--- Aim of the task ---
Using the material that follows, output exactly the lines from the one containing "ONNX sentiment model." through the one containing "within the repo.", with both ends kept.

--- Data extracts ---
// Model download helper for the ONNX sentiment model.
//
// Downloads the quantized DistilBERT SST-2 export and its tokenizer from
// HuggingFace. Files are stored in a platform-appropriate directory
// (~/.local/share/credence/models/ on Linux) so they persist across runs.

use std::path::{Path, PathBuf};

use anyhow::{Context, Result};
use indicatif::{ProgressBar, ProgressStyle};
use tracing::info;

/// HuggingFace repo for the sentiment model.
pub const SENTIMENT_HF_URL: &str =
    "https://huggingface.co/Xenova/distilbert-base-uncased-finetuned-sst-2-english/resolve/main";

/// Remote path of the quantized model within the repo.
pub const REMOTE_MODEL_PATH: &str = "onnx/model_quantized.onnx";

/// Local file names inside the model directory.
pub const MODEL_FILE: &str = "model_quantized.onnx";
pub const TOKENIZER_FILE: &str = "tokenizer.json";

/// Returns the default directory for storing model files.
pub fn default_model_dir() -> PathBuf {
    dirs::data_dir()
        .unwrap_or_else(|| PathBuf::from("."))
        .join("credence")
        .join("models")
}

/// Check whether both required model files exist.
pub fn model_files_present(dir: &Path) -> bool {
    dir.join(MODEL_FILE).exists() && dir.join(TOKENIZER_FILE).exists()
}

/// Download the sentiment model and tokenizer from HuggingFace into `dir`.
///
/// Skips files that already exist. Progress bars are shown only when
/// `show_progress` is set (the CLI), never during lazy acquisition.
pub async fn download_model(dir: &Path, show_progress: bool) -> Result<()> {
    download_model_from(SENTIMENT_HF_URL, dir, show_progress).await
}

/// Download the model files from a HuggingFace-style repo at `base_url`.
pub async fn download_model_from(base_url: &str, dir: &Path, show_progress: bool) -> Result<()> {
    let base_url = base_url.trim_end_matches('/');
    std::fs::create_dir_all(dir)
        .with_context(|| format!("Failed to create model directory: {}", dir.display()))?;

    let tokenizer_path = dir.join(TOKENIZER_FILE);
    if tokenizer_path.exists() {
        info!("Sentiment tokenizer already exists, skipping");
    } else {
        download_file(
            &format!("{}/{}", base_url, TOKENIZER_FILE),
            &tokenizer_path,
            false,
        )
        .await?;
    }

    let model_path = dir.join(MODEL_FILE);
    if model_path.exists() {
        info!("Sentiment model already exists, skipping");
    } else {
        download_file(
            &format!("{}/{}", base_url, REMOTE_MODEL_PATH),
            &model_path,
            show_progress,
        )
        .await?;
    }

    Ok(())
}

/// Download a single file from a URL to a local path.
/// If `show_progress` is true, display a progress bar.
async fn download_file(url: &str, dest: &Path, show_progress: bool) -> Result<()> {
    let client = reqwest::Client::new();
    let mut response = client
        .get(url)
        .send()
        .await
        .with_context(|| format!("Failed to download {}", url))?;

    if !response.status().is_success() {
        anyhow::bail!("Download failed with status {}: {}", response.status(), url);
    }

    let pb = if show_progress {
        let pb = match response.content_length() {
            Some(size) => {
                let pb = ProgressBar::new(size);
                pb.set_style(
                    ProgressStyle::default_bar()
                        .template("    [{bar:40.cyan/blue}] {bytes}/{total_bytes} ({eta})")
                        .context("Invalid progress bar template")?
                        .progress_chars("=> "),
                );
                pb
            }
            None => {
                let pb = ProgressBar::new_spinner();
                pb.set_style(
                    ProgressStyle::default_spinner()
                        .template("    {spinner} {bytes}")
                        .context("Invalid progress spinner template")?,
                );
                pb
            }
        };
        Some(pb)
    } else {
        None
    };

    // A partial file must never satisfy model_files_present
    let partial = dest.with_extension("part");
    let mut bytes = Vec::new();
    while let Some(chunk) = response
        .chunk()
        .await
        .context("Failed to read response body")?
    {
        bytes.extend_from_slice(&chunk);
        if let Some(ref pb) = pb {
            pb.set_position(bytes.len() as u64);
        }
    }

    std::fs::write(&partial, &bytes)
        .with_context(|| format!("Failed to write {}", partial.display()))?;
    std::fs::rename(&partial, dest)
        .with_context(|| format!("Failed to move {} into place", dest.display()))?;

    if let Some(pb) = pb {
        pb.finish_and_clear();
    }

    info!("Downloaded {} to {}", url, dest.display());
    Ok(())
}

==

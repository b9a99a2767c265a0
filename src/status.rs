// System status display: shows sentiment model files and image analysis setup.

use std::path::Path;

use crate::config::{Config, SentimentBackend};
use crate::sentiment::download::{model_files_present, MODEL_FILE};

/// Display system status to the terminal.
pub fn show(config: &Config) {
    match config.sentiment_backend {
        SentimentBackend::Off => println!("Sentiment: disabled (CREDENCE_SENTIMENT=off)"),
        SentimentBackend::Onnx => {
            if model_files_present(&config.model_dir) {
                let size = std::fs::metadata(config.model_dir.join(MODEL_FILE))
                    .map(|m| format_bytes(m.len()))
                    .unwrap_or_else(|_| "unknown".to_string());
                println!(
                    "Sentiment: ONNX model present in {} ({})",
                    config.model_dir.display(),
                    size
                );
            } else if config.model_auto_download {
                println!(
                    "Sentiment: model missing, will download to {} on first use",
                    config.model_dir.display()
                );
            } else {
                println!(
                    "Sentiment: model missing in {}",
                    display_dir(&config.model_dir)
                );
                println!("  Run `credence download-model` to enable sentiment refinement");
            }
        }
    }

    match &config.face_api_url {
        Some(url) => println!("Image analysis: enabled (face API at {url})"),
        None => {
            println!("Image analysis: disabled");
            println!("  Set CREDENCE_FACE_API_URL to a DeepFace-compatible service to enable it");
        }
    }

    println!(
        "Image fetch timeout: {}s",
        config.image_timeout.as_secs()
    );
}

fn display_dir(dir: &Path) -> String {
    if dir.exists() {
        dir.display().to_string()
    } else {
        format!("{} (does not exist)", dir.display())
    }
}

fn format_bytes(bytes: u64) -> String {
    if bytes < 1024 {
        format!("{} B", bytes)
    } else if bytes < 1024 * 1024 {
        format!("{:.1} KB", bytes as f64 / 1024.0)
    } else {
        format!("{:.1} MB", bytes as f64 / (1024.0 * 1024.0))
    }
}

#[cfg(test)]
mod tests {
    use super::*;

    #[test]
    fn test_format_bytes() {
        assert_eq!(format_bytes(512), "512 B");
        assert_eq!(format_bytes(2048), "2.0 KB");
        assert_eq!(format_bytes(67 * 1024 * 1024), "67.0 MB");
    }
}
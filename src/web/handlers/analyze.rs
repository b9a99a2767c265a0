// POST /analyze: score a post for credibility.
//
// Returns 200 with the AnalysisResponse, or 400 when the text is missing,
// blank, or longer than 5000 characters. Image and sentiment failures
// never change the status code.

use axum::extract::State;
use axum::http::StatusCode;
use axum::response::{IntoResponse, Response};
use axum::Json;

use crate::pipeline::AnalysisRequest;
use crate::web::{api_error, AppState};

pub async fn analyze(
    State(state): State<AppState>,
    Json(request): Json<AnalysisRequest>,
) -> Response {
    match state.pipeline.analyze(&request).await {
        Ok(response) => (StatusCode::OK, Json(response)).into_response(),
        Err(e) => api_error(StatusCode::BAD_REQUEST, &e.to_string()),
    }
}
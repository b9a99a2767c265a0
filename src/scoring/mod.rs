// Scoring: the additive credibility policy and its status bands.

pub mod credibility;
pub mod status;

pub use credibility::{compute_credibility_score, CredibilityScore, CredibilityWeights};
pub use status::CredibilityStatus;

* * *

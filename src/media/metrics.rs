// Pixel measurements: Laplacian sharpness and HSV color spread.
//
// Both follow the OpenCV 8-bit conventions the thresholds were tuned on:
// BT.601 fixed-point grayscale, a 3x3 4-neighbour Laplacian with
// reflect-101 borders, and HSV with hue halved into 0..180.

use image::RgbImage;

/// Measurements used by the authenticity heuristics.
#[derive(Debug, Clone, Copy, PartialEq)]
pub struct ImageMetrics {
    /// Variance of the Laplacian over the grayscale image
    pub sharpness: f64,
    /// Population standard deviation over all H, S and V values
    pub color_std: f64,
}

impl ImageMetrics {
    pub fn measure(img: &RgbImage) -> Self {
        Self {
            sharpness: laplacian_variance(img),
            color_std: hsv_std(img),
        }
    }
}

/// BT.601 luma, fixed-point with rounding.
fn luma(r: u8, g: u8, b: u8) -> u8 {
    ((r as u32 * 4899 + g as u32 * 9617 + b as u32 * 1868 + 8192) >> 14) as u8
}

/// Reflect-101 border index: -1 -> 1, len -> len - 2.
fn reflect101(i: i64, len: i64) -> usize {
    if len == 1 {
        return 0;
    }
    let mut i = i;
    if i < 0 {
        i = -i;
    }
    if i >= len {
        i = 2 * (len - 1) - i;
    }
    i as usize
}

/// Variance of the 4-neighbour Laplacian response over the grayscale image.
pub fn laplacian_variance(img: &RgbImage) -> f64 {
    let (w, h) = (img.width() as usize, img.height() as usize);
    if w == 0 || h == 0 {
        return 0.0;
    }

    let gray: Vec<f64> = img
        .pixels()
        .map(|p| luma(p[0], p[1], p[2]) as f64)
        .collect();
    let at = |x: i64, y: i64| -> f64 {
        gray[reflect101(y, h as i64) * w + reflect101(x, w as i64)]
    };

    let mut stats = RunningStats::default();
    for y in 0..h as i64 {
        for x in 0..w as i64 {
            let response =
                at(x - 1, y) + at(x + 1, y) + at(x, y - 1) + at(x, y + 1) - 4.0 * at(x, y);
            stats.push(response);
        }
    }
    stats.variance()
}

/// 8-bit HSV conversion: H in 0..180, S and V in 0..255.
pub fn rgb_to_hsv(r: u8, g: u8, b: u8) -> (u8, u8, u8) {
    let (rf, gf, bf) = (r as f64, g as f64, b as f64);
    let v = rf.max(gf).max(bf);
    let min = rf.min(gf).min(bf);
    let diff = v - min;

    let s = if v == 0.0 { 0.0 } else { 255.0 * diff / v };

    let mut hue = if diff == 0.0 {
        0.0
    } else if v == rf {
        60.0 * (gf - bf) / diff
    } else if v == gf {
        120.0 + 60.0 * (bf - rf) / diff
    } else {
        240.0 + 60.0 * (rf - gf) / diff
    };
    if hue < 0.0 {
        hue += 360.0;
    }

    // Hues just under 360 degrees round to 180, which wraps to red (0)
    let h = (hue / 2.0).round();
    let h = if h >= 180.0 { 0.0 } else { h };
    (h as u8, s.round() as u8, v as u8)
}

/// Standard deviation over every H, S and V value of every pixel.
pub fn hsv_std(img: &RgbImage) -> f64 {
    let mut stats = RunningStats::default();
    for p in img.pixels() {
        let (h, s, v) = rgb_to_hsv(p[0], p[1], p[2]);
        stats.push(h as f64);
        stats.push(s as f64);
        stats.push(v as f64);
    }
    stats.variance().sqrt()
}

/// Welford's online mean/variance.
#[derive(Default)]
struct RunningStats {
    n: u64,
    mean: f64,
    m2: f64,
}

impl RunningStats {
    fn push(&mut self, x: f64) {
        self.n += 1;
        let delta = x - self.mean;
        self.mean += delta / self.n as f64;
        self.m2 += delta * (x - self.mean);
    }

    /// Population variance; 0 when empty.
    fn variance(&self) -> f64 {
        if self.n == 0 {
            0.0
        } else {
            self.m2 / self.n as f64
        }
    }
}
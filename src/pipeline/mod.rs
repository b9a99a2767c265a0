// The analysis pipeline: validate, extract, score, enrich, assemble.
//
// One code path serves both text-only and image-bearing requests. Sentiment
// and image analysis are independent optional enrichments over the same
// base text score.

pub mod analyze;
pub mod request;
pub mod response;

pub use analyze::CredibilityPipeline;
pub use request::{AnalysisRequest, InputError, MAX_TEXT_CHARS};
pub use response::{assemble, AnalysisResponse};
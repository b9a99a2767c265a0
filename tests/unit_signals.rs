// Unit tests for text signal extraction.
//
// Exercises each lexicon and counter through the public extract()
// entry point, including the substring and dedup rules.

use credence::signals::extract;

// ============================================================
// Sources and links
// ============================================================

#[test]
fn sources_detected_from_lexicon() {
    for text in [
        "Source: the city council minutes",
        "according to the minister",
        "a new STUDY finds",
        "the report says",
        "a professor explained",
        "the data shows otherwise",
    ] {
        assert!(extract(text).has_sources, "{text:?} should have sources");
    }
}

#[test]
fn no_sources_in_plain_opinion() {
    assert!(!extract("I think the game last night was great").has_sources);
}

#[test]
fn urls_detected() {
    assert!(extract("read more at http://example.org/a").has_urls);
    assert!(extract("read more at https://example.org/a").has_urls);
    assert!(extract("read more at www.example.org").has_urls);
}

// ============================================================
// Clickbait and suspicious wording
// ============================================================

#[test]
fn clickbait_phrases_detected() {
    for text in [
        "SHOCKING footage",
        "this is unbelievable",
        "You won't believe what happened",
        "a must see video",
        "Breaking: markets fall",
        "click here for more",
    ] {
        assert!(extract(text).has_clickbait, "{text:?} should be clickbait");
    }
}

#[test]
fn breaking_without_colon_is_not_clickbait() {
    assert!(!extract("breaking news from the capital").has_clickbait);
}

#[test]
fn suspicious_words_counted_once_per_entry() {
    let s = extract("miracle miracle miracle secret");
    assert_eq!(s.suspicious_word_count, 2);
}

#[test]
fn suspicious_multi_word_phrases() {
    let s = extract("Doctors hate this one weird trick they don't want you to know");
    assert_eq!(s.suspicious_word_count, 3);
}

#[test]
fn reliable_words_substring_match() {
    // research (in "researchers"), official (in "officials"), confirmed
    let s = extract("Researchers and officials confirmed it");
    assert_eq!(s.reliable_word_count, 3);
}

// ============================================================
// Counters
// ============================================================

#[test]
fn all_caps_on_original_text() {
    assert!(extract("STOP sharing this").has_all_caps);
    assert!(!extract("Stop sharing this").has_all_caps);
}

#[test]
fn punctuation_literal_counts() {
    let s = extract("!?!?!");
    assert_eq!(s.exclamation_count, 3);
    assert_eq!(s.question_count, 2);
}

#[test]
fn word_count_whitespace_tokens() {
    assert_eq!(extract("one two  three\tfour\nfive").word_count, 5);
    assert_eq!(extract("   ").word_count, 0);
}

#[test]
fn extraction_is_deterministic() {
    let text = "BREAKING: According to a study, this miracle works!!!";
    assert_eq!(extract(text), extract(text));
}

--- Response to the exercise ---
// Model download helper for the ONNX sentiment model.
//
// Downloads the quantized DistilBERT SST-2 export and its tokenizer from
// HuggingFace. Files are stored in a platform-appropriate directory
// (~/.local/share/credence/models/ on Linux) so they persist across runs.

use std::path::{Path, PathBuf};

use anyhow::{Context, Result};
use indicatif::{ProgressBar, ProgressStyle};
use tracing::info;

/// HuggingFace repo for the sentiment model.
pub const SENTIMENT_HF_URL: &str =
    "https://huggingface.co/Xenova/distilbert-base-uncased-finetuned-sst-2-english/resolve/main";

/// Remote path of the quantized model within the repo.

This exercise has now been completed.